Stored items

===

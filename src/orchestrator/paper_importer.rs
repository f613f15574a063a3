//! 单个试卷导入 - 编排层
//!
//! 按向导顺序推进一个试卷文件：
//!
//! 1. **上传**：解析文件、上传原始文件、创建服务端会话
//! 2. **元信息**：校验标题/学科/年份
//! 3. **结构**：补齐或校验分区
//! 4. **题目审核**：上传本地附件、校验、统计、写入题库
//!
//! 任何一步失败都会记录到向导的步骤状态，断点保留以便下次继续。

use crate::error::{AppError, BusinessError};
use crate::models::{load_paper_file, FileBlob, ParsedPaperData, ReviewQuestion};
use crate::repositories::questions::QuestionRow;
use crate::repositories::{ImportSessionRepository, ObjectStore, QuestionRepository, MATERIALS_BUCKET};
use crate::review::{classify, compute_statistics, summarize, validate_questions, QuestionStatistics, Severity};
use crate::services::WarnWriter;
use crate::utils::logging::truncate_text;
use crate::wizard::{SessionCheckpoint, WizardController, WizardStep};
use anyhow::{Context, Result};
use std::path::{Path, PathBuf};
use tracing::{info, warn};

/// 单个试卷的导入结果
#[derive(Debug, Clone)]
pub struct ImportOutcome {
    pub session_id: String,
    pub paper_id: String,
    /// 写入题库的题目数
    pub imported: usize,
    /// 因严重问题跳过的题目数
    pub skipped: usize,
    pub attachments_uploaded: usize,
    pub statistics: QuestionStatistics,
}

/// 试卷导入器
pub struct PaperImporter<'a, G> {
    gateway: &'a G,
    warn_writer: &'a WarnWriter,
}

fn no_session() -> AppError {
    BusinessError::NoActiveSession.into()
}

/// 校验或业务规则错误（重试同样的数据不会成功）
fn is_data_error(err: &anyhow::Error) -> bool {
    matches!(
        err.downcast_ref::<AppError>(),
        Some(AppError::Validation(_)) | Some(AppError::Business(_))
    )
}

/// 附件是否已经是远程地址
fn is_remote(url: &str) -> bool {
    url.starts_with("http://") || url.starts_with("https://")
}

/// 根据扩展名推断文件类型
pub fn content_type_for(path: &Path) -> &'static str {
    match path
        .extension()
        .and_then(|e| e.to_str())
        .map(|e| e.to_ascii_lowercase())
        .as_deref()
    {
        Some("png") => "image/png",
        Some("jpg") | Some("jpeg") => "image/jpeg",
        Some("gif") => "image/gif",
        Some("svg") => "image/svg+xml",
        Some("webp") => "image/webp",
        Some("pdf") => "application/pdf",
        Some("toml") => "application/toml",
        Some("json") => "application/json",
        _ => "application/octet-stream",
    }
}

impl<'a, G: QuestionRepository + ObjectStore> PaperImporter<'a, G> {
    pub fn new(gateway: &'a G, warn_writer: &'a WarnWriter) -> Self {
        Self {
            gateway,
            warn_writer,
        }
    }

    /// 从上传开始导入一个试卷文件
    pub async fn import_file<R, C>(
        &self,
        wizard: &mut WizardController<R, C>,
        path: &Path,
    ) -> Result<ImportOutcome>
    where
        R: ImportSessionRepository,
        C: SessionCheckpoint,
    {
        if let Err(e) = self.upload_step(wizard, path).await {
            wizard.fail(WizardStep::Upload, e.to_string());
            return Err(e);
        }
        self.continue_session(wizard).await
    }

    /// 继续断点中的会话
    ///
    /// 会话数据本身校验不通过时，放弃该会话并从磁盘重新导入原文件。
    /// 试卷记录已创建的会话不会重新导入。
    pub async fn resume<R, C>(&self, wizard: &mut WizardController<R, C>) -> Result<ImportOutcome>
    where
        R: ImportSessionRepository,
        C: SessionCheckpoint,
    {
        let file = wizard.session().map(|s| PathBuf::from(&s.file_name));
        let err = match self.continue_session(wizard).await {
            Ok(outcome) => return Ok(outcome),
            Err(e) => e,
        };

        let paper_created = wizard.session().is_some_and(|s| s.paper_id.is_some());
        let Some(file) = file.filter(|f| f.is_file()) else {
            return Err(err);
        };
        if paper_created || !is_data_error(&err) {
            return Err(err);
        }

        warn!(
            "[试卷 {}] ♻️ 会话数据无法继续 ({:#})，改为重新读取文件",
            file.display(),
            err
        );
        wizard.abandon().await;
        self.import_file(wizard, &file).await
    }

    /// 从当前步骤继续，直到导入完成
    pub async fn continue_session<R, C>(&self, wizard: &mut WizardController<R, C>) -> Result<ImportOutcome>
    where
        R: ImportSessionRepository,
        C: SessionCheckpoint,
    {
        loop {
            let step = wizard.current_step();
            let result = match step {
                WizardStep::Upload => Err(no_session().into()),
                WizardStep::Metadata => self.metadata_step(wizard).await,
                WizardStep::Structure => self.structure_step(wizard).await,
                WizardStep::Questions => match self.questions_step(wizard).await {
                    Ok(outcome) => return Ok(outcome),
                    Err(e) => Err(e),
                },
            };

            if let Err(e) = result {
                wizard.fail(step, e.to_string());
                return Err(e).with_context(|| format!("步骤 {} ({}) 失败", step.title(), step));
            }
        }
    }

    /// 上传步骤
    async fn upload_step<R, C>(&self, wizard: &mut WizardController<R, C>, path: &Path) -> Result<()>
    where
        R: ImportSessionRepository,
        C: SessionCheckpoint,
    {
        let file_name = path.display().to_string();
        info!("[试卷 {}] 📤 上传并解析...", file_name);

        let mut data = load_paper_file(path).await?;
        data.ensure_structure();

        let bytes = tokio::fs::read(path)
            .await
            .with_context(|| format!("无法读取试卷文件: {}", file_name))?;
        let blob = FileBlob::new(
            path.file_name()
                .map(|n| n.to_string_lossy().to_string())
                .unwrap_or_else(|| file_name.clone()),
            content_type_for(path),
            bytes,
        );
        let object_path = match blob.extension() {
            Some(ext) => format!("paper-imports/originals/{}.{}", uuid::Uuid::new_v4(), ext),
            None => format!("paper-imports/originals/{}", uuid::Uuid::new_v4()),
        };
        self.gateway
            .put_object(MATERIALS_BUCKET, &object_path, &blob)
            .await?;

        info!(
            "[试卷 {}] ✓ 解析完成: {} 道题目, {} 个分区",
            file_name,
            data.questions.len(),
            data.structure.len()
        );

        wizard
            .start_session(&file_name, Some(object_path), data)
            .await?;
        Ok(())
    }

    /// 元信息步骤
    async fn metadata_step<R, C>(&self, wizard: &mut WizardController<R, C>) -> Result<()>
    where
        R: ImportSessionRepository,
        C: SessionCheckpoint,
    {
        let data = wizard.data().ok_or_else(no_session)?;
        data.metadata.validate()?;
        info!(
            "[试卷 {}] ✓ 试卷信息: {} / {} / {}",
            data.metadata.title, data.metadata.subject, data.metadata.grade, data.metadata.year
        );

        wizard.save_progress().await?;
        wizard.advance(WizardStep::Metadata)?;
        Ok(())
    }

    /// 结构步骤
    async fn structure_step<R, C>(&self, wizard: &mut WizardController<R, C>) -> Result<()>
    where
        R: ImportSessionRepository,
        C: SessionCheckpoint,
    {
        let data = wizard.data_mut().ok_or_else(no_session)?;
        data.ensure_structure();
        data.validate_structure()?;
        for section in &data.structure {
            info!(
                "[试卷 {}]   {} ({}-{})",
                data.metadata.title, section.title, section.start_number, section.end_number
            );
        }

        wizard.save_progress().await?;
        wizard.advance(WizardStep::Structure)?;
        Ok(())
    }

    /// 题目审核步骤，成功后完成整个向导
    async fn questions_step<R, C>(&self, wizard: &mut WizardController<R, C>) -> Result<ImportOutcome>
    where
        R: ImportSessionRepository,
        C: SessionCheckpoint,
    {
        let session = wizard.session().ok_or_else(no_session)?;
        let session_id = session.id.clone();
        let base_dir = Path::new(&session.file_name)
            .parent()
            .map(Path::to_path_buf)
            .unwrap_or_default();

        // 本地附件先暂存，再统一上传
        self.stage_local_attachments(wizard, &base_dir).await?;
        let attachments_uploaded = wizard.commit_attachments(self.gateway).await?;

        let data = wizard.data_mut().ok_or_else(no_session)?;
        let title = data.metadata.title.clone();

        let errors = validate_questions(&data.questions);
        let summary = summarize(&errors);
        info!(
            "[试卷 {}] 🔎 校验: 严重 {} 题, 警告 {} 题, 共 {} 个问题",
            title,
            summary.critical.len(),
            summary.warnings.len(),
            summary.total_errors
        );

        for question in data.questions.iter_mut() {
            match errors.get(&question.id).and_then(|e| classify(e)) {
                Some(Severity::Critical) => {
                    let issues = &errors[&question.id];
                    warn!(
                        "[试卷 {}] ⚠️ 第 {} 题有严重问题，跳过: {}",
                        title,
                        question.number,
                        truncate_text(&issues.join("; "), 80)
                    );
                    if let Err(e) = self.warn_writer.write(&title, question.number, issues) {
                        warn!("[试卷 {}] 写入 warn.txt 失败: {}", title, e);
                    }
                    question.reviewed = false;
                }
                _ => question.reviewed = true,
            }
        }

        let statistics = compute_statistics(&data.questions);
        log_statistics(&title, &statistics);

        if statistics.ready_to_import == 0 {
            return Err(AppError::from(BusinessError::EmptyPaper { paper: title }).into());
        }

        let data_snapshot: ParsedPaperData = data.clone();
        wizard.save_progress().await?;

        let existing_paper = wizard.session().and_then(|s| s.paper_id.clone());
        let paper_id = match existing_paper {
            Some(paper_id) => {
                info!("[试卷 {}] ♻️ 试卷 {} 已创建，跳过创建", title, paper_id);
                paper_id
            }
            None => {
                let paper_id = self
                    .gateway
                    .create_paper(&data_snapshot, &session_id)
                    .await?;
                wizard.record_paper(&paper_id).await?;
                paper_id
            }
        };
        let rows: Vec<QuestionRow> = data_snapshot
            .questions
            .iter()
            .filter(|q| q.reviewed)
            .map(|q| QuestionRow::from_question(&paper_id, q, &data_snapshot))
            .collect();
        let imported = self.gateway.insert_questions(&rows).await?;
        info!("[试卷 {}] ✓ 已写入 {} 道题目 (试卷 {})", title, imported, paper_id);

        wizard.advance(WizardStep::Questions)?;
        let completed = wizard.complete(&paper_id).await?;

        Ok(ImportOutcome {
            session_id: completed.session_id,
            paper_id: completed.paper_id,
            imported,
            skipped: summary.critical.len(),
            attachments_uploaded,
            statistics,
        })
    }

    /// 把题目中的本地文件路径转为暂存附件
    async fn stage_local_attachments<R, C>(
        &self,
        wizard: &mut WizardController<R, C>,
        base_dir: &Path,
    ) -> Result<()>
    where
        R: ImportSessionRepository,
        C: SessionCheckpoint,
    {
        let questions: Vec<ReviewQuestion> = wizard
            .data()
            .map(|d| d.questions.clone())
            .unwrap_or_default();

        for question in &questions {
            for local in question.attachments.iter().filter(|a| !is_remote(a)) {
                let path: PathBuf = base_dir.join(local);
                match tokio::fs::read(&path).await {
                    Ok(bytes) => {
                        let name = path
                            .file_name()
                            .map(|n| n.to_string_lossy().to_string())
                            .unwrap_or_else(|| local.clone());
                        wizard
                            .attachments_mut()
                            .stage(question.id.clone(), FileBlob::new(name, content_type_for(&path), bytes));
                    }
                    Err(e) => warn!("⚠️ 第 {} 题附件无法读取，已忽略 ({}): {}", question.number, path.display(), e),
                }
            }
        }

        if let Some(data) = wizard.data_mut() {
            for question in data.questions.iter_mut() {
                question.attachments.retain(|a| is_remote(a));
            }
        }
        Ok(())
    }
}

fn log_statistics(title: &str, stats: &QuestionStatistics) {
    info!(
        "[试卷 {}] 📊 题目 {} 道, 总分 {}, 平均分 {}",
        title, stats.total, stats.total_marks, stats.avg_marks
    );
    for (question_type, count) in &stats.by_type {
        info!("[试卷 {}]   题型 {}: {}", title, question_type.as_str(), count);
    }
    for (difficulty, count) in &stats.by_difficulty {
        info!("[试卷 {}]   难度 {}: {}", title, difficulty.as_str(), count);
    }
    info!(
        "[试卷 {}]   附件覆盖 {}/{} ({:.1}%), 已审核 {:.0}%, 可导入 {}",
        title,
        stats.with_attachments,
        stats.total,
        stats.attachment_coverage,
        stats.review_ratio * 100.0,
        stats.ready_to_import
    );
}
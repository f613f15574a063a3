use serde::{Deserialize, Serialize};
use std::fmt;

/// 向导步骤
#[derive(Debug, Clone, Copy, PartialEq, Eq, Hash, PartialOrd, Ord, Serialize, Deserialize)]
#[serde(rename_all = "lowercase")]
pub enum WizardStep {
    Upload,
    Metadata,
    Structure,
    Questions,
}

/// 固定的步骤顺序
pub const STEP_ORDER: [WizardStep; 4] = [
    WizardStep::Upload,
    WizardStep::Metadata,
    WizardStep::Structure,
    WizardStep::Questions,
];

impl WizardStep {
    pub fn id(self) -> &'static str {
        match self {
            WizardStep::Upload => "upload",
            WizardStep::Metadata => "metadata",
            WizardStep::Structure => "structure",
            WizardStep::Questions => "questions",
        }
    }

    /// 步骤标题
    pub fn title(self) -> &'static str {
        match self {
            WizardStep::Upload => "上传试卷",
            WizardStep::Metadata => "试卷信息",
            WizardStep::Structure => "试卷结构",
            WizardStep::Questions => "题目审核",
        }
    }

    pub fn from_id(id: &str) -> Option<Self> {
        STEP_ORDER.iter().copied().find(|s| s.id() == id)
    }

    pub fn index(self) -> usize {
        STEP_ORDER.iter().position(|s| *s == self).unwrap_or(0)
    }

    /// 下一个步骤，最后一步返回 None
    pub fn next(self) -> Option<Self> {
        STEP_ORDER.get(self.index() + 1).copied()
    }

    pub fn is_last(self) -> bool {
        self.next().is_none()
    }

    /// 之前的所有步骤
    pub fn predecessors(self) -> &'static [WizardStep] {
        &STEP_ORDER[..self.index()]
    }
}

impl fmt::Display for WizardStep {
    fn fmt(&self, f: &mut fmt::Formatter<'_>) -> fmt::Result {
        write!(f, "{}", self.id())
    }
}

/// 步骤状态
#[derive(Debug, Clone, Copy, PartialEq, Eq, Serialize, Deserialize)]
#[serde(rename_all = "snake_case")]
pub enum StepStatus {
    Pending,
    InProgress,
    Completed,
    Error,
}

===

### [Exercise]
What is the number of lines above that contain the word "PathBuf"? Answer with that number only.

### [Solution to this task]
3